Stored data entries
_ _ _ _ _ _ _

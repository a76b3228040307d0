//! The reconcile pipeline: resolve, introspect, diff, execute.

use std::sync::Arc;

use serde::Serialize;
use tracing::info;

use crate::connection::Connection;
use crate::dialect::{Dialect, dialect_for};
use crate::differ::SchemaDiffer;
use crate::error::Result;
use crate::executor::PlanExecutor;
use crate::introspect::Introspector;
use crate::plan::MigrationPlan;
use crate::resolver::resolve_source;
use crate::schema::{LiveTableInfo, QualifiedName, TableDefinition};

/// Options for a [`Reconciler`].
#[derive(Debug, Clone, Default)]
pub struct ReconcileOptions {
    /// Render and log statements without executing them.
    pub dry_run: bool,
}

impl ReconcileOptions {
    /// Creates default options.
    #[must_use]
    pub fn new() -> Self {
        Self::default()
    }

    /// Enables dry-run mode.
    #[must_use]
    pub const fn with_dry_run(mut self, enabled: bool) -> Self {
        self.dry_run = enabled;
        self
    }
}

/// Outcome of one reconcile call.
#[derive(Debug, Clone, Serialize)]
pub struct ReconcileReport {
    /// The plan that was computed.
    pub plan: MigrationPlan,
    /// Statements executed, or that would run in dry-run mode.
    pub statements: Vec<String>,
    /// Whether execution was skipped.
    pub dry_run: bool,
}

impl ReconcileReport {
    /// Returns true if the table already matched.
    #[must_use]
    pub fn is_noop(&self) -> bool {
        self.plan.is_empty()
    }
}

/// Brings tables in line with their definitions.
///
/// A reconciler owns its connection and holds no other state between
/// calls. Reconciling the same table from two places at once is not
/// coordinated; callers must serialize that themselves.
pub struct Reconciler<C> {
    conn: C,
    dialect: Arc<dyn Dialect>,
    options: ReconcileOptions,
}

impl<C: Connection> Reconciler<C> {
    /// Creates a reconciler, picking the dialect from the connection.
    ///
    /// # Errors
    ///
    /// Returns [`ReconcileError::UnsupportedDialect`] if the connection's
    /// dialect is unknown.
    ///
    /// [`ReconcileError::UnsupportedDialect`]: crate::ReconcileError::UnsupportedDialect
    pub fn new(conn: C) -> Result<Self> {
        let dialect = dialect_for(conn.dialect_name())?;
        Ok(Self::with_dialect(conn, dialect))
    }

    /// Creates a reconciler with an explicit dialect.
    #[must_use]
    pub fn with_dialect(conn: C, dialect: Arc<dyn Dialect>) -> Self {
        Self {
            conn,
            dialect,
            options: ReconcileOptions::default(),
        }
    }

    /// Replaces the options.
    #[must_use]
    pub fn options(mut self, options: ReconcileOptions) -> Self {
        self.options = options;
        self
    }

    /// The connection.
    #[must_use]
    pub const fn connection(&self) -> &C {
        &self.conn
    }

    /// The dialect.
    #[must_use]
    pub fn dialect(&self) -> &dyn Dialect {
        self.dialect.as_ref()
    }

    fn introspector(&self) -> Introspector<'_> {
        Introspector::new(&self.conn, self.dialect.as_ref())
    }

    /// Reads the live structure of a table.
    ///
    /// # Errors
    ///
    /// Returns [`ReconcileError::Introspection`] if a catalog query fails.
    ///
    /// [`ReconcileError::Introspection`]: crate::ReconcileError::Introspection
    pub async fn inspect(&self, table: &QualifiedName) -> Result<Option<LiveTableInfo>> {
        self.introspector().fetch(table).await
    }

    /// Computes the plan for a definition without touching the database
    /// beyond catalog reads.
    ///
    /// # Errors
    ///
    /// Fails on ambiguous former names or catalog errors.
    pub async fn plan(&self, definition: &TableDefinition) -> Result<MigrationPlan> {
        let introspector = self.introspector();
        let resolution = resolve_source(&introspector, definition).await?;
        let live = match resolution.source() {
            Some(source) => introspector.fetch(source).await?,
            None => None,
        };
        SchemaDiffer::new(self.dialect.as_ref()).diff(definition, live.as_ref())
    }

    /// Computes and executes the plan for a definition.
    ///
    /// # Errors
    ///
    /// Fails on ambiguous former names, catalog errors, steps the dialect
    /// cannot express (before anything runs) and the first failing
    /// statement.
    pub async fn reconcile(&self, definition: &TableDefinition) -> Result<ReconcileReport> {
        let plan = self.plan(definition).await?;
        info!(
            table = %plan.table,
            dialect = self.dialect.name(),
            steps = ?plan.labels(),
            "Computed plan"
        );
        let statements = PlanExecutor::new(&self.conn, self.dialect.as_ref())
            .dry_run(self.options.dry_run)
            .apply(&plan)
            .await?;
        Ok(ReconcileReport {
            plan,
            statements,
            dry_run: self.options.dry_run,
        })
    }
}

_ _ _ _ _ _ _

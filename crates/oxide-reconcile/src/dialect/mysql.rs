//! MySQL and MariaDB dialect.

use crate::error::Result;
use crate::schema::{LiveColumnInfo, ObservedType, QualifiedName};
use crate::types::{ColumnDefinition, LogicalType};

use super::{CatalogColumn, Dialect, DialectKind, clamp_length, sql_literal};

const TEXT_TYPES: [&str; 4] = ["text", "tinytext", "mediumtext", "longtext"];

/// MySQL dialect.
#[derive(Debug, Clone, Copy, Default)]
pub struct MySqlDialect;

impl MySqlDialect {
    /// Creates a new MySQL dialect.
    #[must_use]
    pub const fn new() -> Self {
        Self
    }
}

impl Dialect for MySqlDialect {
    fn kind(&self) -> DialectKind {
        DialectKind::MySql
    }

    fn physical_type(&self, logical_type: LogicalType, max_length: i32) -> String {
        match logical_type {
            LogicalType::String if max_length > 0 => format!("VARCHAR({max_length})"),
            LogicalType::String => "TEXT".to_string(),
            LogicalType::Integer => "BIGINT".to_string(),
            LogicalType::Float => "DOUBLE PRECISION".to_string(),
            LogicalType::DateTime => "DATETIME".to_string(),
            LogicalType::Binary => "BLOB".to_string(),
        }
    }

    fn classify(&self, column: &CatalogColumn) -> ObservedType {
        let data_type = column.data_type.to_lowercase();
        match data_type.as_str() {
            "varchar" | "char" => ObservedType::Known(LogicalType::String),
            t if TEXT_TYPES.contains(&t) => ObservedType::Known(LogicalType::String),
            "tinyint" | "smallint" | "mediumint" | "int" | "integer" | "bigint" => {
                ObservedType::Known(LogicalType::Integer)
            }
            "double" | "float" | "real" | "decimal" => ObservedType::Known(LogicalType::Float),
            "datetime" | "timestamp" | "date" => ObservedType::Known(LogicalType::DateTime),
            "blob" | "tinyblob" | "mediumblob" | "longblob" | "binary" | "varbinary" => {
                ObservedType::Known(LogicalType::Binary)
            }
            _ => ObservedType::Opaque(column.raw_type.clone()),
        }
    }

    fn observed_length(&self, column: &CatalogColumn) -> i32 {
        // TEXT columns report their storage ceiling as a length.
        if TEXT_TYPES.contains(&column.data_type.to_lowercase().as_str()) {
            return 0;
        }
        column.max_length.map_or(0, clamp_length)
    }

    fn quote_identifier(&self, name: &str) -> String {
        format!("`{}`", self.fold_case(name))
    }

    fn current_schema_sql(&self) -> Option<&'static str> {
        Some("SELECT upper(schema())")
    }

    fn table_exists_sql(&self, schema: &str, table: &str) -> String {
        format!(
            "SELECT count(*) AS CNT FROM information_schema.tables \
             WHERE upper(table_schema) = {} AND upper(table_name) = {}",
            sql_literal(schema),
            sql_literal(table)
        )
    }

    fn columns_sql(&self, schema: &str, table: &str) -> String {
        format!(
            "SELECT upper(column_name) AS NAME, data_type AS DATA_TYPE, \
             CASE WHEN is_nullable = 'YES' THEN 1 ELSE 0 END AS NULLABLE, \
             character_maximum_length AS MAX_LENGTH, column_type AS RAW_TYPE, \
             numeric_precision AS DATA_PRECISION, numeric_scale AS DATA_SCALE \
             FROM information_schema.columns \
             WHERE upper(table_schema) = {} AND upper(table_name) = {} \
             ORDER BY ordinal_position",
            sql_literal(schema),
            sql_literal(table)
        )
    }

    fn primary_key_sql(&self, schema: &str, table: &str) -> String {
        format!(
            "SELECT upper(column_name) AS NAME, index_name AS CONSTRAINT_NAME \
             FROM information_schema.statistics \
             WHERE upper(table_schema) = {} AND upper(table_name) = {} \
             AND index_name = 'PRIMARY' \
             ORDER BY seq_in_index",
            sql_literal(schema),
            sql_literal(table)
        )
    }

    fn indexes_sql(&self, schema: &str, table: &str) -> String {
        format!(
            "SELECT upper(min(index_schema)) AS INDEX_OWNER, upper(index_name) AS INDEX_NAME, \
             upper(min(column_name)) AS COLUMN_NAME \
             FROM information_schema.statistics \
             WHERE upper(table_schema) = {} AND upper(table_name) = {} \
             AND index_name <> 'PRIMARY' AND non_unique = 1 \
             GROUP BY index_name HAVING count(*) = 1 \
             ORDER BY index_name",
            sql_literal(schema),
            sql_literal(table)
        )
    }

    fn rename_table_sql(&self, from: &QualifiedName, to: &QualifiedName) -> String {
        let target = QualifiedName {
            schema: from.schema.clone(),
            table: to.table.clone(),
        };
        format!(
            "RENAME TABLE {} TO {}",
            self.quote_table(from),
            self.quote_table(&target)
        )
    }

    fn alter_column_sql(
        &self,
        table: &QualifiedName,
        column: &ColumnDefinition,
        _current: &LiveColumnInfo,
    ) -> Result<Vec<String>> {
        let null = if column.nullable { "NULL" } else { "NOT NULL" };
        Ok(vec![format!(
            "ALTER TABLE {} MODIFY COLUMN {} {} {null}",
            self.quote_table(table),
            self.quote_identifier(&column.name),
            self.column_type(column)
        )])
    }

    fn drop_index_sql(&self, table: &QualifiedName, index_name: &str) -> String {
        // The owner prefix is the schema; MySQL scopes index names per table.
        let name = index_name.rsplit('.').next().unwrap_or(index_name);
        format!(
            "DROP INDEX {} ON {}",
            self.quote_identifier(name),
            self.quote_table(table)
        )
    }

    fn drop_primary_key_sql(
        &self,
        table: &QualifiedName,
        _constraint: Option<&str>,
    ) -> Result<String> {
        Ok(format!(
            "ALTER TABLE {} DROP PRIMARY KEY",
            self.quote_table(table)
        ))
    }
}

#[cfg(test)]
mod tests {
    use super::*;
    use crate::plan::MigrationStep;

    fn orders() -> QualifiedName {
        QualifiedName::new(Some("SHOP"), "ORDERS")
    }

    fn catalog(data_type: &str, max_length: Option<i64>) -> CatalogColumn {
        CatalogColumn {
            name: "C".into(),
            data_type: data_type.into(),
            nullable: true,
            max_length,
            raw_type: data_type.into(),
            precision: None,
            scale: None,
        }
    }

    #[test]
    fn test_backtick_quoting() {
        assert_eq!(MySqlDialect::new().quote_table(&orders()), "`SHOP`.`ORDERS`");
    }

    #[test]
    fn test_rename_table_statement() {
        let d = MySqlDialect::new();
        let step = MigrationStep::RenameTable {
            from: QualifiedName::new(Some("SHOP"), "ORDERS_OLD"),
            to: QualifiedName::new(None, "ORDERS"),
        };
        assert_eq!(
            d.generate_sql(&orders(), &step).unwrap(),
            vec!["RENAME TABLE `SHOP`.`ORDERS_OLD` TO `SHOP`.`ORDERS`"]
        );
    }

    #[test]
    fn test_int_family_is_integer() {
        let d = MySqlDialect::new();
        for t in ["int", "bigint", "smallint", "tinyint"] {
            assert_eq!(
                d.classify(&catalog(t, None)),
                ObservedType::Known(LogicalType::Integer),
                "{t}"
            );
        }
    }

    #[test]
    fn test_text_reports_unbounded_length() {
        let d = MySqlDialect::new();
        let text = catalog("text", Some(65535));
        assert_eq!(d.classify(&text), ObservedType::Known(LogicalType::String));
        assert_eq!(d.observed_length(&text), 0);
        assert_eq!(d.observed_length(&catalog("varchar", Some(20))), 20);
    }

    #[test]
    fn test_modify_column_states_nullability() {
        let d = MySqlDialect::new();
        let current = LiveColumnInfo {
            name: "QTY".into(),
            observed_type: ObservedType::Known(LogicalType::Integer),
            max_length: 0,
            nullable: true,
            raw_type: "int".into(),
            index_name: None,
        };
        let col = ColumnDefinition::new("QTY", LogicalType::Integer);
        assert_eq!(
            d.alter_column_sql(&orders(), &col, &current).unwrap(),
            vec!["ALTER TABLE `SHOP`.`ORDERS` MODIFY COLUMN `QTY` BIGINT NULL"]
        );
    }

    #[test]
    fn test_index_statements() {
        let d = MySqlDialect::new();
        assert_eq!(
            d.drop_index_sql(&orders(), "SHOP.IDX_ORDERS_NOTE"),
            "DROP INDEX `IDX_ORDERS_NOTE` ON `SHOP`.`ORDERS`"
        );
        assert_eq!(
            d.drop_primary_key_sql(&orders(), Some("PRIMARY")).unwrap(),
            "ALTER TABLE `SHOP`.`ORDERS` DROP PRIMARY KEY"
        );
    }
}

_ _ _ _ _ _ _

Task brief: Where does the word "resolution" appear in the records above? Return every line that holds it.

Reply to the task:
        let resolution = resolve_source(&introspector, definition).await?;
        let live = match resolution.source() {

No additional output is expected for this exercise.